Nesta sua profissão era chamado à farmácia com muita frequência. Muitas das vezes essas chamadas eram feitas pela noite dentro ou em períodos de invernia, para fornecer os medicamentos a quem deles precisava, o que implicava algum sacrifício pessoal. Nesta profissão muitas vezes o conforto de casa ou a participação em eventos sociais tinham de ser interrompidos para acudir a quem necessitava, tal como ainda hoje acontece.

Em 1982 ingressa na Câmara Municipal onde trabalhou até à sua morte, exercendo funções de carácter administrativo.

Para além destas atividades, o senhor Juvenal era um grande produtor de vinho de cheiro. Desde muito cedo que gostava de produzir o seu próprio vinho que era feito e armazenado numa adega anexa a sua casa. O que sobejava do utilizado para consumo próprio era vendido, nomeadamente exportado para a Terceira e S. Miguel, através do senhor Bernardino. Para este mesmo comerciante comprava pipas e pipas de vinho por toda a ilha, ajudando assim os pequenos vitivinicultores a escoar a produção excedentária. Na semana anterior passava pelas casas das pessoas avisando-as do dia do navio. No dia combinado passava novamente, mas desta vez de camioneta, e carregava as pipas que os produtores tinham deixado à porta das suas adegas. Por mês chegava a exportar 15 pipas de vinho, o que equivalia a 7.200 litros.
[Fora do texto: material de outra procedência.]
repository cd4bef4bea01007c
//! Application-level client key loading and validation.

// std
use std::{fs::File, io::Read, path::Path};
// self
use crate::{_prelude::*, credential::Secret, error::ConfigError};

/// Application client identifier + secret pair, immutable once loaded.
#[derive(Clone, Debug)]
pub struct ClientKey {
	client_id: String,
	client_secret: Secret,
}
impl ClientKey {
	/// Validates and assembles a key from its two parts.
	pub fn new(
		client_id: impl Into<String>,
		client_secret: impl Into<String>,
	) -> Result<Self, ConfigError> {
		let client_id = client_id.into();
		let client_secret = client_secret.into();

		if client_id.is_empty() {
			return Err(ConfigError::EmptyKeyField { field: "client_id" });
		}
		if client_secret.is_empty() {
			return Err(ConfigError::EmptyKeyField { field: "client_secret" });
		}

		Ok(Self { client_id, client_secret: Secret::new(client_secret) })
	}

	/// Reads exactly two whitespace- or line-separated tokens from the source.
	///
	/// Any other token count is a fatal configuration error; there is no partial or
	/// defaulted key.
	pub fn load(mut source: impl Read) -> Result<Self, ConfigError> {
		let mut raw = String::new();

		source.read_to_string(&mut raw)?;

		let tokens: Vec<_> = raw.split_whitespace().collect();

		match tokens.as_slice() {
			[client_id, client_secret] => Self::new(*client_id, *client_secret),
			other => Err(ConfigError::KeyTokenCount { found: other.len() }),
		}
	}

	/// Convenience helper that loads the key from a file path.
	pub fn load_path(path: impl AsRef<Path>) -> Result<Self, ConfigError> {
		Self::load(File::open(path)?)
	}

	/// Application client identifier.
	pub fn client_id(&self) -> &str {
		&self.client_id
	}

	/// Application client secret. Callers must avoid logging it.
	pub fn client_secret(&self) -> &Secret {
		&self.client_secret
	}
}

#[cfg(test)]
mod tests {
	// self
	use super::*;

	#[test]
	fn load_accepts_exactly_two_tokens() {
		let key = ClientKey::load("consumer-id consumer-secret".as_bytes())
			.expect("Two-token key source should load successfully.");

		assert_eq!(key.client_id(), "consumer-id");
		assert_eq!(key.client_secret().expose(), "consumer-secret");

		let newline_separated = ClientKey::load("consumer-id\nconsumer-secret\n".as_bytes())
			.expect("Line-separated key source should load successfully.");

		assert_eq!(newline_separated.client_id(), "consumer-id");
		assert_eq!(newline_separated.client_secret().expose(), "consumer-secret");
	}

	#[test]
	fn load_rejects_wrong_token_counts() {
		let err = ClientKey::load("only-one".as_bytes())
			.expect_err("Single-token key source must be rejected.");

		assert!(matches!(err, ConfigError::KeyTokenCount { found: 1 }));

		let err = ClientKey::load("one two three".as_bytes())
			.expect_err("Three-token key source must be rejected.");

		assert!(matches!(err, ConfigError::KeyTokenCount { found: 3 }));

		let err =
			ClientKey::load("".as_bytes()).expect_err("Empty key source must be rejected.");

		assert!(matches!(err, ConfigError::KeyTokenCount { found: 0 }));
	}

	#[test]
	fn new_rejects_empty_fields() {
		let err = ClientKey::new("", "secret").expect_err("Empty client id must be rejected.");

		assert!(matches!(err, ConfigError::EmptyKeyField { field: "client_id" }));

		let err = ClientKey::new("id", "").expect_err("Empty client secret must be rejected.");

		assert!(matches!(err, ConfigError::EmptyKeyField { field: "client_secret" }));
	}

	#[test]
	fn debug_redacts_the_secret() {
		let key = ClientKey::new("consumer-id", "consumer-secret")
			.expect("Key fixture should be valid.");
		let rendered = format!("{key:?}");

		assert!(rendered.contains("consumer-id"));
		assert!(!rendered.contains("consumer-secret"));
	}
}
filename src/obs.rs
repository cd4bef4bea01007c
//! Optional observability helpers for credential lifecycle flows.
//!
//! # Feature Flags
//!
//! - Enable `tracing` to emit structured spans named `oauth_pacer.lifecycle` with the
//!   `flow` (lifecycle) and `stage` (call site) fields, plus warnings for swallowed
//!   persistence failures.
//! - Enable `metrics` to increment the `oauth_pacer_lifecycle_total` counter for every
//!   attempt/success/failure, labeled by `flow` + `outcome`, and the
//!   `oauth_pacer_persistence_warning_total` counter for best-effort save failures.

mod metrics;
mod tracing;

pub use metrics::*;
pub use tracing::*;

// self
use crate::{_prelude::*, store::StoreError};

/// Credential lifecycle flows observed by the client.
#[derive(Clone, Copy, Debug, PartialEq, Eq, Hash)]
pub enum LifecycleKind {
	/// Interactive authorization flow.
	Authorize,
	/// Refresh exchange.
	Refresh,
	/// Paced outbound request.
	Request,
}
impl LifecycleKind {
	/// Returns a stable label suitable for span or metric fields.
	pub const fn as_str(self) -> &'static str {
		match self {
			LifecycleKind::Authorize => "authorize",
			LifecycleKind::Refresh => "refresh",
			LifecycleKind::Request => "request",
		}
	}
}
impl Display for LifecycleKind {
	fn fmt(&self, f: &mut Formatter) -> FmtResult {
		f.write_str(self.as_str())
	}
}

/// Outcome labels recorded for each attempt.
#[derive(Clone, Copy, Debug, PartialEq, Eq, Hash)]
pub enum LifecycleOutcome {
	/// Entry to a client flow.
	Attempt,
	/// Successful completion.
	Success,
	/// Failure propagated back to the caller.
	Failure,
}
impl LifecycleOutcome {
	/// Returns a stable label suitable for span or metric fields.
	pub const fn as_str(self) -> &'static str {
		match self {
			LifecycleOutcome::Attempt => "attempt",
			LifecycleOutcome::Success => "success",
			LifecycleOutcome::Failure => "failure",
		}
	}
}
impl Display for LifecycleOutcome {
	fn fmt(&self, f: &mut Formatter) -> FmtResult {
		f.write_str(self.as_str())
	}
}

/// Surfaces a swallowed best-effort persistence failure to the warning hooks.
///
/// Losing the persisted copy never aborts an otherwise-successful refresh; this is
/// the observable trace it leaves behind.
pub fn record_persistence_warning(stage: &'static str, error: &StoreError) {
	#[cfg(feature = "tracing")]
	::tracing::warn!(target: "oauth_pacer", stage, %error, "Failed to persist the credential.");

	#[cfg(feature = "metrics")]
	::metrics::counter!("oauth_pacer_persistence_warning_total", "stage" => stage).increment(1);

	#[cfg(not(feature = "tracing"))]
	let _ = error;
	#[cfg(not(any(feature = "tracing", feature = "metrics")))]
	let _ = stage;
}
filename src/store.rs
//! Persistence contracts and built-in credential stores.

pub mod file;
pub mod memory;

pub use file::FileStore;
pub use memory::MemoryStore;

// self
use crate::{_prelude::*, credential::CredentialRecord};

/// Boxed future returned by [`CredentialStore`] operations.
pub type StoreFuture<'a, T> = Pin<Box<dyn Future<Output = Result<T, StoreError>> + 'a + Send>>;

/// Persistence contract for the single credential owned by a client.
///
/// Absence of persisted state is not an error: `load` yields `None` and the client
/// falls back to interactive authorization. Save failures after a successful refresh
/// are the caller's to swallow; the in-memory credential stays usable either way.
pub trait CredentialStore
where
	Self: Send + Sync,
{
	/// Fetches the persisted credential record, if present.
	fn load(&self) -> StoreFuture<'_, Option<CredentialRecord>>;

	/// Persists or replaces the credential record.
	fn save<'a>(&'a self, record: &'a CredentialRecord) -> StoreFuture<'a, ()>;
}

/// Error type produced by [`CredentialStore`] implementations.
#[derive(Clone, Debug, PartialEq, Eq, Serialize, Deserialize, ThisError)]
pub enum StoreError {
	/// Persisted state violates both accepted layouts.
	#[error("Malformed persisted state: {message}.")]
	Malformed {
		/// Human-readable error payload.
		message: String,
	},
	/// Serialization failure surfaced by the backend.
	#[error("Serialization error: {message}.")]
	Serialization {
		/// Human-readable error payload.
		message: String,
	},
	/// Backend-level failure for the storage engine.
	#[error("Backend failure: {message}.")]
	Backend {
		/// Human-readable error payload.
		message: String,
	},
}

#[cfg(test)]
mod tests {
	// self
	use super::*;

	#[test]
	fn store_errors_serialize_for_diagnostics() {
		let payload = serde_json::to_string(&StoreError::Backend { message: "offline".into() })
			.expect("StoreError should serialize to JSON.");
		let round_trip: StoreError = serde_json::from_str(&payload)
			.expect("Serialized store error should deserialize from JSON.");

		assert_eq!(round_trip, StoreError::Backend { message: "offline".into() });
	}
}
//! File-backed [`CredentialStore`] accepting both persisted layouts.

// std
use std::{
	fs::{self, File},
	io::Write,
	path::{Path, PathBuf},
};
// self
use crate::{
	_prelude::*,
	credential::CredentialRecord,
	store::{CredentialStore, StoreError, StoreFuture},
};

/// Persists the credential to a single file, rewriting it after each mutation.
///
/// Two layouts are accepted when loading: a JSON [`CredentialRecord`], or a bare
/// record holding exactly one non-empty line with a refresh token. Saves always
/// write the full JSON layout, atomically (temp file + fsync + rename), so a crash
/// mid-save never corrupts the previous state.
#[derive(Clone, Debug)]
pub struct FileStore {
	path: PathBuf,
}
impl FileStore {
	/// Creates a store rooted at the provided path.
	///
	/// The file itself may not exist yet; a missing file loads as `None` and the
	/// owning client falls back to interactive authorization.
	pub fn new(path: impl Into<PathBuf>) -> Self {
		Self { path: path.into() }
	}

	fn load_now(path: &Path) -> Result<Option<CredentialRecord>, StoreError> {
		if !path.exists() {
			return Ok(None);
		}

		let bytes = fs::read(path).map_err(|e| StoreError::Backend {
			message: format!("Failed to read {}: {e}", path.display()),
		})?;

		Self::parse(path, &bytes).map(Some)
	}

	fn parse(path: &Path, bytes: &[u8]) -> Result<CredentialRecord, StoreError> {
		let text = std::str::from_utf8(bytes).map_err(|e| StoreError::Malformed {
			message: format!("{} is not valid UTF-8: {e}", path.display()),
		})?;

		if text.trim_start().starts_with('{') {
			return Self::parse_full(path, text);
		}

		Self::parse_bare(path, text)
	}

	fn parse_full(path: &Path, text: &str) -> Result<CredentialRecord, StoreError> {
		let mut deserializer = serde_json::Deserializer::from_str(text);

		serde_path_to_error::deserialize(&mut deserializer).map_err(|e| StoreError::Malformed {
			message: format!("Failed to parse {} at {}: {}", path.display(), e.path(), e.inner()),
		})
	}

	fn parse_bare(path: &Path, text: &str) -> Result<CredentialRecord, StoreError> {
		let lines: Vec<_> =
			text.lines().map(str::trim).filter(|line| !line.is_empty()).collect();

		match lines.as_slice() {
			[token] => Ok(CredentialRecord::bare_refresh_token(*token)),
			other => Err(StoreError::Malformed {
				message: format!(
					"{} must hold exactly one refresh-token line, found {} lines",
					path.display(),
					other.len(),
				),
			}),
		}
	}

	fn ensure_parent_exists(path: &Path) -> Result<(), StoreError> {
		if let Some(parent) = path.parent().filter(|p| !p.as_os_str().is_empty()) {
			fs::create_dir_all(parent).map_err(|e| StoreError::Backend {
				message: format!("Failed to create store directory {}: {e}", parent.display()),
			})?;
		}

		Ok(())
	}

	fn save_now(&self, record: &CredentialRecord) -> Result<(), StoreError> {
		Self::ensure_parent_exists(&self.path)?;

		let serialized =
			serde_json::to_vec_pretty(record).map_err(|e| StoreError::Serialization {
				message: format!("Failed to serialize credential record: {e}"),
			})?;
		let mut tmp_path = self.path.clone();

		tmp_path.set_extension("tmp");

		{
			let mut file = File::create(&tmp_path).map_err(|e| StoreError::Backend {
				message: format!("Failed to create {}: {e}", tmp_path.display()),
			})?;

			file.write_all(&serialized).map_err(|e| StoreError::Backend {
				message: format!("Failed to write {}: {e}", tmp_path.display()),
			})?;
			file.sync_all().map_err(|e| StoreError::Backend {
				message: format!("Failed to sync {}: {e}", tmp_path.display()),
			})?;
		}

		fs::rename(&tmp_path, &self.path).map_err(|e| StoreError::Backend {
			message: format!("Failed to replace {}: {e}", self.path.display()),
		})
	}
}
impl CredentialStore for FileStore {
	fn load(&self) -> StoreFuture<'_, Option<CredentialRecord>> {
		Box::pin(async move { Self::load_now(&self.path) })
	}

	fn save<'a>(&'a self, record: &'a CredentialRecord) -> StoreFuture<'a, ()> {
		Box::pin(async move { self.save_now(record) })
	}
}

#[cfg(test)]
mod tests {
	// std
	use std::{env, process};
	// crates.io
	use time::macros;
	// self
	use super::*;
	use crate::credential::Secret;

	fn temp_path(tag: &str) -> PathBuf {
		let unique = format!(
			"oauth_pacer_file_store_{tag}_{}_{}.json",
			process::id(),
			OffsetDateTime::now_utc().unix_timestamp_nanos(),
		);

		env::temp_dir().join(unique)
	}

	fn full_record() -> CredentialRecord {
		CredentialRecord {
			access_token: Some(Secret::new("access-token")),
			refresh_token: Some(Secret::new("refresh-token")),
			token_secret: None,
			session_handle: None,
			expires_at: macros::datetime!(2026-08-07 12:00 UTC),
		}
	}

	fn remove(path: &Path) {
		fs::remove_file(path).unwrap_or_else(|e| {
			panic!("Failed to remove temporary store file {}: {e}", path.display())
		});
	}

	#[tokio::test]
	async fn save_and_reload_round_trip() {
		let path = temp_path("round_trip");
		let store = FileStore::new(&path);
		let record = full_record();

		store.save(&record).await.expect("Saving fixture record should succeed.");

		let reopened = FileStore::new(&path);
		let fetched = reopened
			.load()
			.await
			.expect("Loading the persisted record should succeed.")
			.expect("Persisted record should be present after save.");

		assert_eq!(fetched, record);

		remove(&path);
	}

	#[tokio::test]
	async fn missing_file_is_not_an_error() {
		let store = FileStore::new(temp_path("missing"));
		let fetched = store.load().await.expect("Loading a missing file should succeed.");

		assert!(fetched.is_none());
	}

	#[tokio::test]
	async fn bare_layout_holds_one_refresh_token_line() {
		let path = temp_path("bare");

		fs::write(&path, "refresh-persisted\n").expect("Writing bare fixture should succeed.");

		let fetched = FileStore::new(&path)
			.load()
			.await
			.expect("Loading the bare layout should succeed.")
			.expect("Bare layout should yield a record.");

		assert_eq!(fetched.refresh_token, Some(Secret::new("refresh-persisted")));
		assert_eq!(fetched.access_token, None);
		assert_eq!(fetched.expires_at, OffsetDateTime::UNIX_EPOCH);

		remove(&path);
	}

	#[tokio::test]
	async fn wrong_line_counts_are_malformed() {
		let path = temp_path("lines");

		fs::write(&path, "line-one\nline-two\n")
			.expect("Writing two-line fixture should succeed.");

		let err = FileStore::new(&path)
			.load()
			.await
			.expect_err("A two-line bare layout must be rejected.");

		assert!(matches!(err, StoreError::Malformed { .. }));

		fs::write(&path, "").expect("Truncating fixture should succeed.");

		let err = FileStore::new(&path)
			.load()
			.await
			.expect_err("An empty file must be rejected.");

		assert!(matches!(err, StoreError::Malformed { .. }));

		remove(&path);
	}

	#[tokio::test]
	async fn corrupt_json_is_malformed() {
		let path = temp_path("corrupt");

		fs::write(&path, "{\"access_token\": [1, 2]}")
			.expect("Writing corrupt fixture should succeed.");

		let err = FileStore::new(&path)
			.load()
			.await
			.expect_err("Corrupt JSON must be rejected.");

		assert!(matches!(err, StoreError::Malformed { .. }));
		assert!(err.to_string().contains("access_token"));

		remove(&path);
	}

	#[tokio::test]
	async fn saves_replace_previous_state() {
		let path = temp_path("replace");
		let store = FileStore::new(&path);
		let mut record = full_record();

		store.save(&record).await.expect("Saving initial record should succeed.");

		record.access_token = Some(Secret::new("access-rotated"));

		store.save(&record).await.expect("Saving replacement record should succeed.");

		let fetched = store
			.load()
			.await
			.expect("Loading the replaced record should succeed.")
			.expect("Replaced record should be present.");

		assert_eq!(fetched.access_token, Some(Secret::new("access-rotated")));

		remove(&path);
	}
}
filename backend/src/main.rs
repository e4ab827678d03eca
//! Tidewatch entry-point: loads settings, prepares the database and serves
//! the user directory API.

mod server;

use actix_web::web;
use ortho_config::OrthoConfig;
use tracing::{error, info, warn};
use tracing_subscriber::{EnvFilter, fmt};

use server::{ServerSettings, create_server};
use tidewatch::inbound::http::health::HealthState;
use tidewatch::outbound::persistence::{DbPool, apply_pending_migrations};

/// Application bootstrap.
#[actix_web::main]
async fn main() -> std::io::Result<()> {
    if let Err(e) = fmt()
        .with_env_filter(EnvFilter::from_default_env())
        .json()
        .try_init()
    {
        warn!(error = %e, "tracing init failed");
    }

    let settings = ServerSettings::load()
        .map_err(|e| std::io::Error::other(format!("failed to load settings: {e}")))?;
    let config = settings
        .into_server_config()
        .map_err(|e| std::io::Error::other(format!("invalid settings: {e}")))?;

    if config.run_migrations() {
        let applied = apply_pending_migrations(config.pool().database_url().to_owned())
            .await
            .map_err(|e| std::io::Error::other(format!("database migration failed: {e}")))?;
        info!(applied, "database schema up to date");
    }

    let pool = DbPool::new(config.pool().clone())
        .await
        .map_err(|e| std::io::Error::other(format!("database pool unavailable: {e}")))?;

    let health_state = web::Data::new(HealthState::new());
    let server = create_server(health_state.clone(), &config, pool)?;
    info!(bind_addr = %config.bind_addr(), "server listening");
    health_state.mark_ready();

    let result = server.await;
    health_state.mark_unhealthy();
    if let Err(e) = &result {
        error!(error = %e, "server stopped with error");
    } else {
        info!("server stopped");
    }
    result
}
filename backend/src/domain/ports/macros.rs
//! Defines helper macros for generating domain port error enums.

macro_rules! define_port_error {
    (@ctor $variant:ident) => {
        ::paste::paste! {
            pub fn [<$variant:snake>]() -> Self {
                Self::$variant
            }
        }
    };

    (@ctor $variant:ident { $($field:ident : $ty:ty),* $(,)? }) => {
        define_port_error!(@ctor_impl $variant () () $( $field : $ty, )*);
    };

    (@ctor_impl $variant:ident ($($params:tt)*) ($($inits:tt)*) ) => {
        ::paste::paste! {
            pub fn [<$variant:snake>]($($params)*) -> Self {
                Self::$variant { $($inits)* }
            }
        }
    };

    (@ctor_impl $variant:ident ($($params:tt)*) ($($inits:tt)*) $field:ident : $ty:ty, $($rest:tt)*) => {
        define_port_error!(
            @ctor_impl
            $variant
            ($($params)* $field: impl Into<$ty>,)
            ($($inits)* $field: $field.into(),)
            $($rest)*
        );
    };
    (
        $(#[$outer:meta])*
        pub enum $name:ident {
            $(
                $(#[$variant_meta:meta])*
                $variant:ident $( { $($field:ident : $ty:ty),* $(,)? } )? => $message:expr
            ),* $(,)?
        }
    ) => {
        $(#[$outer])*
        #[derive(Debug, Clone, PartialEq, Eq, thiserror::Error)]
        pub enum $name {
            $(
                $(#[$variant_meta])*
                #[error($message)]
                $variant $( { $($field : $ty),* } )?,
            )*
        }

        impl $name {
            $(
                define_port_error!(@ctor $variant $( { $($field : $ty),* } )?);
            )*
        }
    };
}

pub(crate) use define_port_error;
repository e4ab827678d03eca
//! OpenAPI documentation configuration.
//!
//! [`ApiDoc`] registers the user directory and health endpoints together with
//! the request/response DTOs and the error envelope schemas
//! ([`ErrorSchema`], [`ErrorCodeSchema`]). Swagger UI serves it in debug
//! builds and `cargo run --bin openapi-dump` prints it for external tooling.

use crate::inbound::http::schemas::{ErrorCodeSchema, ErrorSchema};
use crate::inbound::http::users::{
    LookupUserResponse, PhoneNumberInput, RegisterUserRequest, RegisterUserResponse,
    UserProfileBody,
};
use utoipa::OpenApi;

/// OpenAPI document for the REST API.
#[derive(OpenApi)]
#[openapi(
    info(
        title = "Tidewatch API",
        description = "User directory for the coastal-safety app: registration and lookup by email and phone number."
    ),
    servers(
        (url = "/", description = "Relative to the deployment base URL")
    ),
    paths(
        crate::inbound::http::users::register_user,
        crate::inbound::http::users::get_user,
        crate::inbound::http::health::root,
        crate::inbound::http::health::ready,
        crate::inbound::http::health::live,
    ),
    components(schemas(
        RegisterUserRequest,
        RegisterUserResponse,
        PhoneNumberInput,
        LookupUserResponse,
        UserProfileBody,
        ErrorSchema,
        ErrorCodeSchema
    )),
    tags(
        (name = "users", description = "Registration and lookup in the user directory"),
        (name = "health", description = "Endpoints for health checks")
    )
)]
pub struct ApiDoc;
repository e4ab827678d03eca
//! Inbound adapters that translate external requests into domain service
//! calls while keeping framework details at the edge.

pub mod http;
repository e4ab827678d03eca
//! Embedded schema migrations applied at start-up.
//!
//! Diesel's migration harness needs a synchronous `PgConnection`, so the
//! async entry point hands the work to Tokio's blocking pool.

use diesel::Connection;
use diesel::pg::PgConnection;
use diesel_migrations::{EmbeddedMigrations, MigrationHarness, embed_migrations};
use tracing::info;

/// Migrations from `backend/migrations`, compiled into the binary.
pub const MIGRATIONS: EmbeddedMigrations = embed_migrations!("migrations");

/// Errors raised while applying migrations.
#[derive(Debug, Clone, PartialEq, Eq, thiserror::Error)]
pub enum MigrationError {
    /// A dedicated migration connection could not be opened.
    #[error("failed to connect for migrations: {message}")]
    Connect { message: String },
    /// A migration failed to apply.
    #[error("failed to apply migrations: {message}")]
    Apply { message: String },
    /// The blocking migration task panicked or was cancelled.
    #[error("migration task failed: {message}")]
    Task { message: String },
}

/// Apply pending migrations synchronously, returning how many ran.
pub fn run_pending_migrations(database_url: &str) -> Result<usize, MigrationError> {
    let mut connection =
        PgConnection::establish(database_url).map_err(|err| MigrationError::Connect {
            message: err.to_string(),
        })?;
    let applied = connection
        .run_pending_migrations(MIGRATIONS)
        .map_err(|err| MigrationError::Apply {
            message: err.to_string(),
        })?;
    for version in &applied {
        info!(%version, "applied migration");
    }
    Ok(applied.len())
}

/// Apply pending migrations on a blocking thread.
pub async fn apply_pending_migrations(database_url: String) -> Result<usize, MigrationError> {
    tokio::task::spawn_blocking(move || run_pending_migrations(&database_url))
        .await
        .map_err(|err| MigrationError::Task {
            message: err.to_string(),
        })?
}
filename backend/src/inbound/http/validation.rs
//! Shared validation helpers for inbound HTTP adapters.
//!
//! Every client-side failure is reported as an `invalid_request` error whose
//! `details` name the offending field and a stable reason code.

use serde_json::json;

use crate::domain::{Error, LookupValidationError, UserField, UserValidationError};

/// Message shown when a registration field is missing.
pub const MISSING_FIELDS_MESSAGE: &str = "Please enter all fields.";
/// Message shown when a lookup parameter is missing.
pub const MISSING_CREDENTIALS_MESSAGE: &str = "Email and phone number are required.";
const INVALID_PHONE_MESSAGE: &str = "Phone number must contain digits only.";
const MALFORMED_REQUEST_MESSAGE: &str = "Request could not be parsed.";

/// Validation error codes for HTTP request failures.
#[derive(Debug, Clone, Copy, PartialEq, Eq)]
pub(crate) enum ErrorCode {
    MissingField,
    InvalidPhoneNumber,
    MalformedBody,
    MalformedQuery,
}

impl ErrorCode {
    fn as_str(self) -> &'static str {
        match self {
            ErrorCode::MissingField => "missing_field",
            ErrorCode::InvalidPhoneNumber => "invalid_phone_number",
            ErrorCode::MalformedBody => "malformed_body",
            ErrorCode::MalformedQuery => "malformed_query",
        }
    }
}

/// Newtype wrapper for HTTP field names.
#[derive(Debug, Clone, Copy, PartialEq, Eq)]
pub(crate) struct FieldName(&'static str);

impl FieldName {
    pub(crate) const fn new(name: &'static str) -> Self {
        Self(name)
    }

    fn as_str(&self) -> &str {
        self.0
    }
}

impl From<UserField> for FieldName {
    fn from(value: UserField) -> Self {
        Self::new(value.as_str())
    }
}

fn field_error(field: FieldName, message: &str, code: ErrorCode) -> Error {
    Error::invalid_request(message).with_details(json!({
        "field": field.as_str(),
        "code": code.as_str(),
    }))
}

fn phone_field() -> FieldName {
    FieldName::from(UserField::PhoneNumber)
}

/// Map registration validation failures onto the HTTP error envelope.
pub(crate) fn map_user_validation_error(err: UserValidationError) -> Error {
    match err {
        UserValidationError::MissingField { field } => field_error(
            field.into(),
            MISSING_FIELDS_MESSAGE,
            ErrorCode::MissingField,
        ),
        UserValidationError::InvalidPhoneNumber => field_error(
            phone_field(),
            INVALID_PHONE_MESSAGE,
            ErrorCode::InvalidPhoneNumber,
        ),
    }
}

/// Map lookup validation failures onto the HTTP error envelope.
pub(crate) fn map_lookup_validation_error(err: LookupValidationError) -> Error {
    match err {
        LookupValidationError::MissingEmail => field_error(
            UserField::Email.into(),
            MISSING_CREDENTIALS_MESSAGE,
            ErrorCode::MissingField,
        ),
        LookupValidationError::MissingPhoneNumber => field_error(
            phone_field(),
            MISSING_CREDENTIALS_MESSAGE,
            ErrorCode::MissingField,
        ),
        LookupValidationError::InvalidPhoneNumber => field_error(
            phone_field(),
            INVALID_PHONE_MESSAGE,
            ErrorCode::InvalidPhoneNumber,
        ),
    }
}

/// Error for a body the JSON extractor rejected.
pub(crate) fn malformed_body_error(reason: impl std::fmt::Display) -> Error {
    Error::invalid_request(MALFORMED_REQUEST_MESSAGE).with_details(json!({
        "code": ErrorCode::MalformedBody.as_str(),
        "reason": reason.to_string(),
    }))
}

/// Error for a query string the extractor rejected.
pub(crate) fn malformed_query_error(reason: impl std::fmt::Display) -> Error {
    Error::invalid_request(MALFORMED_REQUEST_MESSAGE).with_details(json!({
        "code": ErrorCode::MalformedQuery.as_str(),
        "reason": reason.to_string(),
    }))
}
Antes de 1974 foi vereador da Câmara Municipal de Santa Cruz da Graciosa. Foi também diretor da Adega Cooperativa da Ilha Graciosa, num período que aquela instituição tinha um peso importante na economia da ilha.

Desempenhou o cargo de delegado nesta ilha do Instituto de Apoio Comercial à Agricultura, Pecuária e Silvicultura, no exercício do qual, segundo referia o seu Presidente da Direção aquando da sua morte, ”foi notório o interesse com que sempre abordou os problemas relacionados com a atividade deste Instituto”.

Na década de 70, altura em que se verificou um grande surto migratório, passou a ser procurador de muitos emigrantes residentes nos Estados Unidos da América e no Canadá. Nessa condição tratava dos imóveis e de outras burocracias de muitos dos que tiveram de procurar um melhor futuro noutras paragens. É sabido que esta função era desempenhada sem qualquer contrapartida, pelo que o senhor Juvenal terá ajudado muitas pessoas de modo gratuito, o que combinava muito bem com o seu feitio generoso, sempre pronto para ajudar quem dele necessitava.